**WHAT IS BEING ASKED**
Retype, exactly and only, each line from the one containing "mod commands;" to the end of the records below.

(Stored data)
"""

//! VoxNote CLI: classify utterances and evaluate the ruleset from a shell.

mod commands;

use clap::Parser;
use color_eyre::eyre::Result;

use commands::Cli;

fn main() -> Result<()> {
    color_eyre::install()?;
    let cli = Cli::parse();
    commands::init_logging(&cli)?;
    commands::run(cli)
}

"""

**EXERCISE OUTPUT**
mod commands;

use clap::Parser;
use color_eyre::eyre::Result;

use commands::Cli;

fn main() -> Result<()> {
    color_eyre::install()?;
    let cli = Cli::parse();
    commands::init_logging(&cli)?;
    commands::run(cli)
}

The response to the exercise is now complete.